__Stored items__:
★ ★ ★ ★

impl<'a> LevelWalker<'a> {
    pub fn new(config: &'a Config, roots: &'a [PathBuf], cancel: Cancel) -> Result<Self> {
        let [first, second] = roots else {
            bail!("Level scan needs exactly two roots, got {}", roots.len());
        };
        let pool = if config.use_threads {
            Some(HashPool::new(config.jobs, cancel.clone())?)
        } else {
            None
        };
        Ok(Self {
            config,
            first,
            second,
            cancel,
            pool,
        })
    }

    /// Walks level by level until no subdirectories remain or the scan is
    /// cancelled. Returns the number of levels descended.
    pub fn run<W: Write>(&mut self, reporter: &mut Reporter<'_, W>) -> Result<usize> {
        let mut frontier = BTreeSet::from([PathBuf::new()]);
        let mut level = 0;
        while !self.cancel.is_cancelled()
            && self.find_duplicates(level, &mut frontier, reporter)?
        {
            level += 1;
        }
        self.done(reporter)?;
        Ok(level)
    }

    /// Compares the files of one level and replaces `frontier` with the next
    /// level's directories. Returns false when there is nothing left to scan.
    pub fn find_duplicates<W: Write>(
        &mut self,
        level: usize,
        frontier: &mut BTreeSet<PathBuf>,
        reporter: &mut Reporter<'_, W>,
    ) -> Result<bool> {
        let Some(entries) = self.scan_level(level, frontier, reporter) else {
            frontier.clear();
            return Ok(false);
        };
        self.compare_files(&entries.files, reporter)?;
        *frontier = entries.dirs;
        Ok(!frontier.is_empty())
    }

    /// Folds any outstanding hash results. Must be called before the final
    /// counts are read.
    pub fn done<W: Write>(&mut self, reporter: &mut Reporter<'_, W>) -> Result<()> {
        if let Some(pool) = self.pool.as_mut() {
            debug!("Waiting on {} outstanding hash jobs", pool.pending());
            for result in pool.wait() {
                self.fold_result(result, reporter)?;
            }
        }
        Ok(())
    }

    /// Enumerates every frontier directory under both roots. `None` when the
    /// scan was cancelled part way.
    pub fn scan_level<W: Write>(
        &self,
        level: usize,
        frontier: &BTreeSet<PathBuf>,
        reporter: &mut Reporter<'_, W>,
    ) -> Option<LevelEntries> {
        let mut entries = LevelEntries::default();

        for rel in frontier {
            for root in [self.first, self.second] {
                let dir = root.join(rel);
                let listing = WalkDir::new(&dir)
                    .min_depth(1)
                    .max_depth(1)
                    .sort_by_file_name();

                for entry in listing {
                    if self.cancel.is_cancelled() {
                        return None;
                    }
                    let entry = match entry {
                        Ok(e) => e,
                        Err(e) => {
                            debug!("Level {}: {}", level, e);
                            continue;
                        }
                    };
                    let name = entry.file_name().to_string_lossy();
                    let full = entry.path().to_string_lossy();
                    if !self.config.filter.accepts(&name, &full) {
                        reporter.skipped();
                        continue;
                    }
                    let rel_entry = rel.join(entry.file_name());
                    if entry.file_type().is_dir() {
                        entries.dirs.insert(rel_entry);
                    } else {
                        entries.files.insert(rel_entry);
                    }
                }
            }
        }

        if self.cancel.is_cancelled() {
            return None;
        }
        Some(entries)
    }

    fn compare_files<W: Write>(
        &mut self,
        files: &BTreeSet<PathBuf>,
        reporter: &mut Reporter<'_, W>,
    ) -> Result<()> {
        for rel in files {
            if self.cancel.is_cancelled() {
                break;
            }
            let first = self.first.join(rel);
            let second = self.second.join(rel);
            let len1 = file_length(&first);
            let len2 = file_length(&second);
            info!("{} len={:?}", first.display(), len1);
            info!("{} len={:?}", second.display(), len2);

            if self.config.just_name {
                if len1.is_some() && len1 == len2 {
                    reporter.duplicate(&first, &second)?;
                    reporter.delete_pair(&first, &second);
                } else if len1.is_some() && len2.is_some() {
                    reporter.different(&first, &second)?;
                } else {
                    reporter.missing(&first, len1.is_some(), &second, len2.is_some())?;
                }
                continue;
            }

            if len1 != len2 {
                if len1.is_some() && len2.is_some() {
                    reporter.different(&first, &second)?;
                } else {
                    reporter.missing(&first, len1.is_some(), &second, len2.is_some())?;
                }
                continue;
            }

            match self.pool.as_mut() {
                Some(pool) => {
                    pool.submit(HashJob {
                        name: rel.clone(),
                        paths: vec![first, second],
                    })?;
                    let ready = pool.ready();
                    for result in ready {
                        self.fold_result(result, reporter)?;
                    }
                }
                None => {
                    let digest1 = hasher::compute(&first);
                    let digest2 = hasher::compute(&second);
                    self.classify_digests(&first, digest1, &second, digest2, reporter)?;
                }
            }
        }
        Ok(())
    }

    fn fold_result<W: Write>(
        &self,
        result: HashResult,
        reporter: &mut Reporter<'_, W>,
    ) -> Result<()> {
        let [(first, digest1), (second, digest2)] = result.digests.as_slice() else {
            debug!("Discarding malformed hash result for {}", result.name.display());
            return Ok(());
        };
        self.classify_digests(first, *digest1, second, *digest2, reporter)
    }

    fn classify_digests<W: Write>(
        &self,
        first: &Path,
        digest1: Option<u64>,
        second: &Path,
        digest2: Option<u64>,
        reporter: &mut Reporter<'_, W>,
    ) -> Result<()> {
        if let Some(d) = digest1 {
            info!("{} hash={:016x}", first.display(), d);
        }
        if let Some(d) = digest2 {
            info!("{} hash={:016x}", second.display(), d);
        }

        match (digest1, digest2) {
            (Some(a), Some(b)) if a == b => {
                reporter.duplicate(first, second)?;
                reporter.delete_pair(first, second);
            }
            (Some(_), Some(_)) => reporter.different(first, second)?,
            // Unreadable files are reported as missing rather than matched.
            (a, b) => reporter.missing(first, a.is_some(), second, b.is_some())?,
        }
        Ok(())
    }
}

★ ★ ★ ★

__EXERCISE AIM__:
Throughout the records above, find the lines in which the word "Returns" appears and return them.

__EXERCISE ANSWER__:
    /// cancelled. Returns the number of levels descended.
    /// level's directories. Returns false when there is nothing left to scan.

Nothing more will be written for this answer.